Start of Block
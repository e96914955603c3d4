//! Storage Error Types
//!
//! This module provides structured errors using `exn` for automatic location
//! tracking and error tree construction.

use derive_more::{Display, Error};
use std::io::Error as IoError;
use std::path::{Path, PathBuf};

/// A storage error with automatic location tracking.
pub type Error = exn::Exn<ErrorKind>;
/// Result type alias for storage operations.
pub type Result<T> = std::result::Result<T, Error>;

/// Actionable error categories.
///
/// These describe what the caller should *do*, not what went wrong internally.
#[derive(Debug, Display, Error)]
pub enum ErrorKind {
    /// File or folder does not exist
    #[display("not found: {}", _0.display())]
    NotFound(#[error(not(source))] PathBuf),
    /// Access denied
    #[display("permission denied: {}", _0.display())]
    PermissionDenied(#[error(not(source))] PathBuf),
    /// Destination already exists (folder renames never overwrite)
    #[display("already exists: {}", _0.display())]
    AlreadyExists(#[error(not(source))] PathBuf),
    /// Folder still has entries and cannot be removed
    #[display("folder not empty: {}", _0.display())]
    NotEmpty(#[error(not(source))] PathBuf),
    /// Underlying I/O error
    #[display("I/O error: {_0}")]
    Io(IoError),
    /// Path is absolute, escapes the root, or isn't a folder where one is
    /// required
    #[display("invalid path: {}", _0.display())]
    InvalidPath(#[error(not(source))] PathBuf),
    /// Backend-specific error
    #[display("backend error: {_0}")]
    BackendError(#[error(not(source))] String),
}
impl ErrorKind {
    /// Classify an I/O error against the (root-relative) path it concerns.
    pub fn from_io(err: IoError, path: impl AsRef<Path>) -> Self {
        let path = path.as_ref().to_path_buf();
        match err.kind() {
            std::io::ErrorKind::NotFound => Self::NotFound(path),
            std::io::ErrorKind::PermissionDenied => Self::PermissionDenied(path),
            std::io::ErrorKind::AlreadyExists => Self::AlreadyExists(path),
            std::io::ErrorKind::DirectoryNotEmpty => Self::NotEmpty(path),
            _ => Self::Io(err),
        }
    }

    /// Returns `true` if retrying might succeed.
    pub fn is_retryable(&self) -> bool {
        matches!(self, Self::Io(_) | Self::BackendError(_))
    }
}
End of Block
Start of Block
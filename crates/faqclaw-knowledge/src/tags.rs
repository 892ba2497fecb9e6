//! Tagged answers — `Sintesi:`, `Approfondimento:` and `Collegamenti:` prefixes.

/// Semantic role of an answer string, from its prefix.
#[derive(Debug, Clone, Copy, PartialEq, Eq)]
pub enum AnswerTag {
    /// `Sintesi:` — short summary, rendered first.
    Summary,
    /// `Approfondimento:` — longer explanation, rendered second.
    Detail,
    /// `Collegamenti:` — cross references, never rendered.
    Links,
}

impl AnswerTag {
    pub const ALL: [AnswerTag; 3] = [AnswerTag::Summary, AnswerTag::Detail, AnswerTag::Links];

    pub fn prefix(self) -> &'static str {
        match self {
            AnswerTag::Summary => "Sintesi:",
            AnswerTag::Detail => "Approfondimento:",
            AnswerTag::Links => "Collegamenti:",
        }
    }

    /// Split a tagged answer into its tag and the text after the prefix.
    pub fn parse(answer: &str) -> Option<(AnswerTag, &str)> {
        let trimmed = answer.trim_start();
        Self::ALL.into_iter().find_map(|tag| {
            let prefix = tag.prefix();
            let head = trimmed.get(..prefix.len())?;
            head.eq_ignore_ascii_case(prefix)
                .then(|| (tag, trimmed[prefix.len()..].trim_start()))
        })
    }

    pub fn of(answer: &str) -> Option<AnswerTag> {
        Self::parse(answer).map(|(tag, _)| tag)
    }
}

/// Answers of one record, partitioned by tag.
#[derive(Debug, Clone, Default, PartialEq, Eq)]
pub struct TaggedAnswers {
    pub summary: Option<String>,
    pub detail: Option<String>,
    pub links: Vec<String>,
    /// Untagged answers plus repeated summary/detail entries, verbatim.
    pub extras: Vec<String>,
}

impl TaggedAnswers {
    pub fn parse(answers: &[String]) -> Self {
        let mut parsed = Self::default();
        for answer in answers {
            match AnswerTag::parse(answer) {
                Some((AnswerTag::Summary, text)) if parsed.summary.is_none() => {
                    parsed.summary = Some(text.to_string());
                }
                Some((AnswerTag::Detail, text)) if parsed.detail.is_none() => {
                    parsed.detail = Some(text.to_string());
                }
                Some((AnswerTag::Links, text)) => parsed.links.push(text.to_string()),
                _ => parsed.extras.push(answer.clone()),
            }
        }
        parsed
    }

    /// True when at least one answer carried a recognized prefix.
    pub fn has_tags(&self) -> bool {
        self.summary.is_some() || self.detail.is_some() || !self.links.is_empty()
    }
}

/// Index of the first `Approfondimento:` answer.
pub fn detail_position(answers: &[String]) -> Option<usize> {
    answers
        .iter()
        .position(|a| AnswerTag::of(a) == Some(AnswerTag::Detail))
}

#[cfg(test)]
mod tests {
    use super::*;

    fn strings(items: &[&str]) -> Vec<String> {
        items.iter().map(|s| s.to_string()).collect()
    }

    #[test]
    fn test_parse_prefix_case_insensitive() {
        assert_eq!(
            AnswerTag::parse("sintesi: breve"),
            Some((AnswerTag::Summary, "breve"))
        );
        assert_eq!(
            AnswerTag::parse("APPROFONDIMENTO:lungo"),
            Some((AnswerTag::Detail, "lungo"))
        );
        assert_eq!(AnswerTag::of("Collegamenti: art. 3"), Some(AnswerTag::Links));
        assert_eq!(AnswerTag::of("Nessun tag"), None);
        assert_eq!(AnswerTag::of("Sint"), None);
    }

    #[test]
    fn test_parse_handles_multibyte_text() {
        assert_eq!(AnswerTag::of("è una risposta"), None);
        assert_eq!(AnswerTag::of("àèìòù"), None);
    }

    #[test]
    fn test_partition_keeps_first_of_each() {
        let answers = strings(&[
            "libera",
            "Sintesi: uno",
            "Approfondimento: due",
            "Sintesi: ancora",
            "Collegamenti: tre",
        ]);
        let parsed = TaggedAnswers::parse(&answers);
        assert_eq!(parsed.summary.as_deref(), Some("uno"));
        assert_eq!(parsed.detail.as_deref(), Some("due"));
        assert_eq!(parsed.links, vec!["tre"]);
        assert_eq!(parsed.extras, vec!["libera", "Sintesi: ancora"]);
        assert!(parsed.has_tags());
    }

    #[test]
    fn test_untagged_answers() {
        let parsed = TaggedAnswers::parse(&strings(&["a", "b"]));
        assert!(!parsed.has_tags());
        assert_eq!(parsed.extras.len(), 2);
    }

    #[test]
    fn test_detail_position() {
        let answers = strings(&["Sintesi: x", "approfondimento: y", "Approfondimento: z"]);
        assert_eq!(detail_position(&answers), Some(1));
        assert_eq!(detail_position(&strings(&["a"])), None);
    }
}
End of Block
Start of Block
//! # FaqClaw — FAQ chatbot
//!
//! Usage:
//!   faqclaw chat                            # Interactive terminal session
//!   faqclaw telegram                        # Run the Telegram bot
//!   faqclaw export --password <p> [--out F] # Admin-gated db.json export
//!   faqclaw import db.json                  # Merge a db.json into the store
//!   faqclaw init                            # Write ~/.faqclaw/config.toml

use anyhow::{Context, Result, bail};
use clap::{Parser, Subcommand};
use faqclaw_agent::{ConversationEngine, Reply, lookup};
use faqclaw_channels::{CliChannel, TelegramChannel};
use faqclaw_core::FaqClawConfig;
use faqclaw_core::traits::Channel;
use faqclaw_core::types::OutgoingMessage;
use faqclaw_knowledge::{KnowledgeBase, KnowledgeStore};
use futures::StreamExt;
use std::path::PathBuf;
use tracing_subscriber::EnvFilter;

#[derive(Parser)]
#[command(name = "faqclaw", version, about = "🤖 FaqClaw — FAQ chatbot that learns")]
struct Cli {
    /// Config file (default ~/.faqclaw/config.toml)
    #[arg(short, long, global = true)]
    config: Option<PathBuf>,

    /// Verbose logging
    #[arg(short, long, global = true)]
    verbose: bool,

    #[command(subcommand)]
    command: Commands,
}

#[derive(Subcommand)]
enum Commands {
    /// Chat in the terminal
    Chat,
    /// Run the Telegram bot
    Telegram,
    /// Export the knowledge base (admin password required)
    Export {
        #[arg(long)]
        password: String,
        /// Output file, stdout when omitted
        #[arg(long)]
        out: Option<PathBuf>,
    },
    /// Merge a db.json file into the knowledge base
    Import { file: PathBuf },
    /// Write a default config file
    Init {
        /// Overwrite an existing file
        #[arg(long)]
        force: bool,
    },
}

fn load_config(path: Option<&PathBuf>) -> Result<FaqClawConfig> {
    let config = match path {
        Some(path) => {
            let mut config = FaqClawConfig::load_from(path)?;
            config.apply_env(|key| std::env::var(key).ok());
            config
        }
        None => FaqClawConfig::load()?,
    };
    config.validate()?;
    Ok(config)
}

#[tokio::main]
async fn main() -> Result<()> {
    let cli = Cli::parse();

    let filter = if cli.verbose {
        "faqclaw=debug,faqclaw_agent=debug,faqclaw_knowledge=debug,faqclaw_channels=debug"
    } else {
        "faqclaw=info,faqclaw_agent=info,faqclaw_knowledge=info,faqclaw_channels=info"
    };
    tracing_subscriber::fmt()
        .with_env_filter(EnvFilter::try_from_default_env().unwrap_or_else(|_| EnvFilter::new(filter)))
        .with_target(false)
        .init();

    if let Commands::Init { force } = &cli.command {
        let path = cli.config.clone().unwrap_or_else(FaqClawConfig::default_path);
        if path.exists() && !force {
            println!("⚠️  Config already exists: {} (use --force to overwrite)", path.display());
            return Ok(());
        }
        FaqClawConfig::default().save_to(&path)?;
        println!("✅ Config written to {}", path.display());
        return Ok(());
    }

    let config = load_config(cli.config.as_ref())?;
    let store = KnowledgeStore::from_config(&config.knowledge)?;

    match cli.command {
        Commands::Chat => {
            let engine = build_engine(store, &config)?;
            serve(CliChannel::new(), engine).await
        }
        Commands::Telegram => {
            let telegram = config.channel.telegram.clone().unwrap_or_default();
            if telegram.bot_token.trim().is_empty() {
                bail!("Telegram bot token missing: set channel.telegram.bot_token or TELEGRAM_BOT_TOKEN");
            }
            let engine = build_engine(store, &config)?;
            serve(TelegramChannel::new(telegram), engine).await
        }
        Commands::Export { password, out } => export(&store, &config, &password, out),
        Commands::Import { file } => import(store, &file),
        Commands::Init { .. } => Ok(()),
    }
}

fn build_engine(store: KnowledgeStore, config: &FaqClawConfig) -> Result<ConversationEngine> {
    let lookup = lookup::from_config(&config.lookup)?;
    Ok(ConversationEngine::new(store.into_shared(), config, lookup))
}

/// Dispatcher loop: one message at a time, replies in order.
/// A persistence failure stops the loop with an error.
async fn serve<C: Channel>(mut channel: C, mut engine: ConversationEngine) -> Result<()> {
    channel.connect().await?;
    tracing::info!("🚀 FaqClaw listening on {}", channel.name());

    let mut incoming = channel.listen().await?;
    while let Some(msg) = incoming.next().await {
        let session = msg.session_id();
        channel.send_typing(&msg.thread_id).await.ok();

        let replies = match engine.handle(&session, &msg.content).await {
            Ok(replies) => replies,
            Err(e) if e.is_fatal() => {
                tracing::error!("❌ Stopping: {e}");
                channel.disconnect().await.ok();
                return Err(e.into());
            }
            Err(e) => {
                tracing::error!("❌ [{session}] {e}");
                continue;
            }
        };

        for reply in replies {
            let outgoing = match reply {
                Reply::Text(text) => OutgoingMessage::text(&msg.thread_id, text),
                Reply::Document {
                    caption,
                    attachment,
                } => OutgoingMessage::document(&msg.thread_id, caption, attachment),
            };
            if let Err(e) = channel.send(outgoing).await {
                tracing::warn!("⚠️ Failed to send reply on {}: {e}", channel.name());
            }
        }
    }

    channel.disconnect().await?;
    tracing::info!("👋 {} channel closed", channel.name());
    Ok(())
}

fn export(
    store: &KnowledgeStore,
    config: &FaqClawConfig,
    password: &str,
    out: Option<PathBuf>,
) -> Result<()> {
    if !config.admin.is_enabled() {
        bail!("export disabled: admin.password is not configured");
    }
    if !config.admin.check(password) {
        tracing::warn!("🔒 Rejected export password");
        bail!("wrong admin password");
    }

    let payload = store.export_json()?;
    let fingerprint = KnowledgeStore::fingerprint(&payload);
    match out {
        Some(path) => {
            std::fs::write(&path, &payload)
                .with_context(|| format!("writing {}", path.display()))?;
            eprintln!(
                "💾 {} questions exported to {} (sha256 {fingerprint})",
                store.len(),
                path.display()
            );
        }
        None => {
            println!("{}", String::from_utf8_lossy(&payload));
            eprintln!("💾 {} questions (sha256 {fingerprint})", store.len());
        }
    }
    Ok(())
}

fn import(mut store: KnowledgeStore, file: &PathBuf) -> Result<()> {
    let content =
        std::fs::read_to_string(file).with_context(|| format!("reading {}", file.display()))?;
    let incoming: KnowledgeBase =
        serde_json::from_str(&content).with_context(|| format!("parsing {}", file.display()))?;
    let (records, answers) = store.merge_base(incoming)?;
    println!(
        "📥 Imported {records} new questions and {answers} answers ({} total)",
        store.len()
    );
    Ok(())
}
End of Block
§ EXERCISE PROMPT:
Copy each line in the entries above where the word "payload" shows up.

§ EXERCISE SOLUTION:
    let payload = store.export_json()?;
    let fingerprint = KnowledgeStore::fingerprint(&payload);
            std::fs::write(&path, &payload)
            println!("{}", String::from_utf8_lossy(&payload));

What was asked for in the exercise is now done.